— THE INPUT —
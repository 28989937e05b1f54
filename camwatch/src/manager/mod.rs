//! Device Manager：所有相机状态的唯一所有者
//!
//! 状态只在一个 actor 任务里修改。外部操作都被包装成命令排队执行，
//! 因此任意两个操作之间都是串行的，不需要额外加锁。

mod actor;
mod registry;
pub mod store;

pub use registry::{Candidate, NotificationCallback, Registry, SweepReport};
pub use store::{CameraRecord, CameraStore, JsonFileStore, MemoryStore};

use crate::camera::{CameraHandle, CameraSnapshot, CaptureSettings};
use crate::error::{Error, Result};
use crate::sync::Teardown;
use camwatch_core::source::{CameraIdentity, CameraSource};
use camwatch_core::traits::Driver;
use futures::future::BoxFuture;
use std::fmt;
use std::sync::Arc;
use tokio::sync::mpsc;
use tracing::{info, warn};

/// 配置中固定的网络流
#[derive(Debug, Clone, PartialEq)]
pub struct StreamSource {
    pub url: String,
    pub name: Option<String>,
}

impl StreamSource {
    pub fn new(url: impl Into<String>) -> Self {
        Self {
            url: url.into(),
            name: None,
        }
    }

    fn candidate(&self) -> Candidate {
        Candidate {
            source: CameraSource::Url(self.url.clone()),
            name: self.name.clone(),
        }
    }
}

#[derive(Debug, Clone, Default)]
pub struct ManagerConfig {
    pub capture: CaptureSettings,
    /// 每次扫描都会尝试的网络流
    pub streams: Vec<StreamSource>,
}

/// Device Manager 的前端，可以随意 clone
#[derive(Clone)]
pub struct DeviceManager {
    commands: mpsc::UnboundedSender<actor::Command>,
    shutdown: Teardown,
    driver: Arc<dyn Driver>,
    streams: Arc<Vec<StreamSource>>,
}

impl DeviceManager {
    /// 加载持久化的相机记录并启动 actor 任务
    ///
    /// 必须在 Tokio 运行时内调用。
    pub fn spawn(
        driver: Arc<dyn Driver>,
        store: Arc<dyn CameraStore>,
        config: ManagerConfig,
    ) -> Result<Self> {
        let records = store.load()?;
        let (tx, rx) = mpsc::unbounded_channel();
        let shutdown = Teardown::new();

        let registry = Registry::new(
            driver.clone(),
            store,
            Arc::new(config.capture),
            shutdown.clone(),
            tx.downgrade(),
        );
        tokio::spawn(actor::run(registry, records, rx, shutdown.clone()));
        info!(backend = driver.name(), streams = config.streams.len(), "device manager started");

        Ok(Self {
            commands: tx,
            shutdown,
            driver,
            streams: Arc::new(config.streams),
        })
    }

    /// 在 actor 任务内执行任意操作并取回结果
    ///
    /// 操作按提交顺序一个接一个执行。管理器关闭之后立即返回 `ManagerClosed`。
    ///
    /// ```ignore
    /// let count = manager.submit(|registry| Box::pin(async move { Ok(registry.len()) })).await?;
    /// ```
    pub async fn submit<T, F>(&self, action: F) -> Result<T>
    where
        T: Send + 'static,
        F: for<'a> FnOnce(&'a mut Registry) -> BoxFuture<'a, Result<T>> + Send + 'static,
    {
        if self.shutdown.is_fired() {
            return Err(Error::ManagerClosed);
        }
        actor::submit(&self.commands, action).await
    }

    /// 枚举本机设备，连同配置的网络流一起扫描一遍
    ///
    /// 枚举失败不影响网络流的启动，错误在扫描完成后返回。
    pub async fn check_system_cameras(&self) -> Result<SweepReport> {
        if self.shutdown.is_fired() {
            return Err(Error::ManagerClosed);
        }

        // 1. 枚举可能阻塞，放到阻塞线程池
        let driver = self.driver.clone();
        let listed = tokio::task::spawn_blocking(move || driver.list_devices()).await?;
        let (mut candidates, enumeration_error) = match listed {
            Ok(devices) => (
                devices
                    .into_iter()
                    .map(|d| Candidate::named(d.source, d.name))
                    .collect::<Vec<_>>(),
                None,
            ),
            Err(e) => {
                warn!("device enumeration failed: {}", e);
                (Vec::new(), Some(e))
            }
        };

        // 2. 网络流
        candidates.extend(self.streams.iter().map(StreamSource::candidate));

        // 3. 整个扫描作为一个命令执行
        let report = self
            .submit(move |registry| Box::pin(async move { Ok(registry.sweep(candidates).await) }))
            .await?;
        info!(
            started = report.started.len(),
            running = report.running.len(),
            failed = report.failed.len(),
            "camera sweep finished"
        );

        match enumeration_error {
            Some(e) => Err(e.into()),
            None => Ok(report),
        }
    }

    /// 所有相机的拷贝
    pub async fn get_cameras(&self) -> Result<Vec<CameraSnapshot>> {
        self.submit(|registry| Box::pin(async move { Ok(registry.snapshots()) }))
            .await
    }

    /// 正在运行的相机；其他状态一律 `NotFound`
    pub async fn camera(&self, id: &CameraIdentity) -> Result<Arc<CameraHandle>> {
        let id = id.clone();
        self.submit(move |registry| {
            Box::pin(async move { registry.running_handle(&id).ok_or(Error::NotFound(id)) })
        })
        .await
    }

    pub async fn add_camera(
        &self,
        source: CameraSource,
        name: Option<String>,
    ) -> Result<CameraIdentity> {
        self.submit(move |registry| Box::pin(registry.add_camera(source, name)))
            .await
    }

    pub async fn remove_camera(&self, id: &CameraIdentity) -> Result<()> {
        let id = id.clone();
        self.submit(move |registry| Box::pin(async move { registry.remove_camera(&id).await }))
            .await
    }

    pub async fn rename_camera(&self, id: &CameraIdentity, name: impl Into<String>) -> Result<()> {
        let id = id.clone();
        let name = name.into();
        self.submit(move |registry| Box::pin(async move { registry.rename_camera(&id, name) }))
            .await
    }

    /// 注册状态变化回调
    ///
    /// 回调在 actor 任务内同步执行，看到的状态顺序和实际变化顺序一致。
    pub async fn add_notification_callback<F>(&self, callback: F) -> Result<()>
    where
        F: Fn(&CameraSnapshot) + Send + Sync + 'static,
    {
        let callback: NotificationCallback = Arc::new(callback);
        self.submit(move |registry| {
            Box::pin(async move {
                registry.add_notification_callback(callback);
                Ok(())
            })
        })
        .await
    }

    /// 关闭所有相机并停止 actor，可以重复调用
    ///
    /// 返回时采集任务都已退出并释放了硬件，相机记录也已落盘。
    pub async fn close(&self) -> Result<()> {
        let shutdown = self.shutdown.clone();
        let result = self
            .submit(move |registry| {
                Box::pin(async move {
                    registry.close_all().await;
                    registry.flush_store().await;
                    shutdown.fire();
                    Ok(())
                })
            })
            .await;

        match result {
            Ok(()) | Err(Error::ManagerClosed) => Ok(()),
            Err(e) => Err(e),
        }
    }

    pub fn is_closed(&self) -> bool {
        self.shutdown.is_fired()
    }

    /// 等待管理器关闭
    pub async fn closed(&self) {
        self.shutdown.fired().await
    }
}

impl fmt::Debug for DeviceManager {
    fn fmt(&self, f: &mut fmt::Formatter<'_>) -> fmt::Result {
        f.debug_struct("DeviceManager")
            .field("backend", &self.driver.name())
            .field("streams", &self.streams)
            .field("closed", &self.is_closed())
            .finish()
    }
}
---
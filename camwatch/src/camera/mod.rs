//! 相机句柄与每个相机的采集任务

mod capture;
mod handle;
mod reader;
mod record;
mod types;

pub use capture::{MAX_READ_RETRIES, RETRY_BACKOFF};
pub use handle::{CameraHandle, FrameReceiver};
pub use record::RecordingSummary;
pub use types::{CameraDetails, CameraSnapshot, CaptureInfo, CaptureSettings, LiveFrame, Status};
==
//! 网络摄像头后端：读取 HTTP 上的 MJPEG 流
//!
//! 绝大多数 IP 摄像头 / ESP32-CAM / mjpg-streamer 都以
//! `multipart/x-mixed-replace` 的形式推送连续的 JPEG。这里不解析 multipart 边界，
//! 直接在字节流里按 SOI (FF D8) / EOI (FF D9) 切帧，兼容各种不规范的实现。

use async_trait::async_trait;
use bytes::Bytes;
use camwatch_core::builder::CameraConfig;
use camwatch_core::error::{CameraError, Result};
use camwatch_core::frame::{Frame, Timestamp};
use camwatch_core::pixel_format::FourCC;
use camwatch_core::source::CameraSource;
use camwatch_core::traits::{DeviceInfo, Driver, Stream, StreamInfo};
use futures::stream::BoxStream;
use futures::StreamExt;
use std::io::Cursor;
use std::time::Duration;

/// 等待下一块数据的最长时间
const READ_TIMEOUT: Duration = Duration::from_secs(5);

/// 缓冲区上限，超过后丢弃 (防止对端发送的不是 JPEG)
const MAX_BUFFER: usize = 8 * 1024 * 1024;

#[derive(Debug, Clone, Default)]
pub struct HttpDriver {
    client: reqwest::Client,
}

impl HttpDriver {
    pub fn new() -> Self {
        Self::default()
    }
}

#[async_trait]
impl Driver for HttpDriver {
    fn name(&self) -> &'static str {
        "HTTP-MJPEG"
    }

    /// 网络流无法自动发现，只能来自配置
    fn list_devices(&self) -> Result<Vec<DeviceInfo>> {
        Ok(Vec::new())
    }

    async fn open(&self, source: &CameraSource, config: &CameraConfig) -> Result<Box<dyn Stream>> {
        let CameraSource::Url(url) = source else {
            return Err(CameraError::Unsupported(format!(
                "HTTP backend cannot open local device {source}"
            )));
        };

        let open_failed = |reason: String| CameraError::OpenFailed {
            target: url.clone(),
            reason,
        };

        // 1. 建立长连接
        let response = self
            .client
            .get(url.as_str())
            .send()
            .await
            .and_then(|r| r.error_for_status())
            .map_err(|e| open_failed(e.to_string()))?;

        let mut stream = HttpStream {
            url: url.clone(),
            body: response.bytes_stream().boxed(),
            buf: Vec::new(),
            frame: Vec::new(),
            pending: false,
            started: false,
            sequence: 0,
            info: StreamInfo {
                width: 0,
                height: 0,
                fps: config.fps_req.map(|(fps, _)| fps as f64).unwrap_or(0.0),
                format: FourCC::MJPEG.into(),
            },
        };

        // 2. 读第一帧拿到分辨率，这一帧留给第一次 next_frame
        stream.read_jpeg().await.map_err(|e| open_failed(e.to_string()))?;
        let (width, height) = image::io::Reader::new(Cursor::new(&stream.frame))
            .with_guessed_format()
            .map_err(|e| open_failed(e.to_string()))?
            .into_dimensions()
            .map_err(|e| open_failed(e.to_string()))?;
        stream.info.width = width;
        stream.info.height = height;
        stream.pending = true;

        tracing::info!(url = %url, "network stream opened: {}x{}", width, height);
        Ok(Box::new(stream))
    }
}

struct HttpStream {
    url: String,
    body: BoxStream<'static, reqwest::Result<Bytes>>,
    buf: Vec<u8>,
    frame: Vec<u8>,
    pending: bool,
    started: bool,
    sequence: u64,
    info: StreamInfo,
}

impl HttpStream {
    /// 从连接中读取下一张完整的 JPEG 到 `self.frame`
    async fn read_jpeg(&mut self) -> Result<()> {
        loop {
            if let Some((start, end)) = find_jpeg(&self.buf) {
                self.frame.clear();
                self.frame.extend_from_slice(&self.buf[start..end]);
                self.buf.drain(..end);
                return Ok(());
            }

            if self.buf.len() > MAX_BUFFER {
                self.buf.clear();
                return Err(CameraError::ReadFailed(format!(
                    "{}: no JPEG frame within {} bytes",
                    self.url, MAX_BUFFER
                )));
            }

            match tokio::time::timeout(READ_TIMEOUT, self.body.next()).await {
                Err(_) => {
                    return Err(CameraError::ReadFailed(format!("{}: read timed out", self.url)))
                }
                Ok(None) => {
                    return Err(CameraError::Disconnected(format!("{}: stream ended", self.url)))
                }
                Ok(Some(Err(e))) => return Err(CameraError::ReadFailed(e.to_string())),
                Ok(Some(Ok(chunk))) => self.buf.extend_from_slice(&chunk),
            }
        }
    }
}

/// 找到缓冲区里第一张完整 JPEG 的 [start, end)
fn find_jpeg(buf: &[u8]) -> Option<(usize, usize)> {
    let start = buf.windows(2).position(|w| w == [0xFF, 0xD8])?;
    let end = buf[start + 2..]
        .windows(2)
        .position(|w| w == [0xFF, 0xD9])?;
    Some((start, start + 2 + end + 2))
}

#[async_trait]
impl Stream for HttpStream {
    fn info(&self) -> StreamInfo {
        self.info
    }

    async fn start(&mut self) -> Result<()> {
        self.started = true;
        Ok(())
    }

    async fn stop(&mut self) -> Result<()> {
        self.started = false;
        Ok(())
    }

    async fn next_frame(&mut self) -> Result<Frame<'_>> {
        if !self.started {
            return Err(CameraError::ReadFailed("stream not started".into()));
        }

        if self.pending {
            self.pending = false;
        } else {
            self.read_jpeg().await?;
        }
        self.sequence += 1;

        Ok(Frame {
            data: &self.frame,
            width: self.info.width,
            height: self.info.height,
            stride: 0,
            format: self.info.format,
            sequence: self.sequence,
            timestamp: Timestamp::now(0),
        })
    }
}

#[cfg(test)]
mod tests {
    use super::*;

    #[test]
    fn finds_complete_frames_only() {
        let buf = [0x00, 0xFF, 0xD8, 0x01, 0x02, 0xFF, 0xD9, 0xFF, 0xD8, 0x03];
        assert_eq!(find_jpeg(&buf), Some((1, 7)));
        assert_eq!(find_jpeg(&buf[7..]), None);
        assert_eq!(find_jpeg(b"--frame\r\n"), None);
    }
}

— TASK STATEMENT —
The lines in the listing that include the word "else" are to be counted; give only that number.

— COMPLETED TASK —
2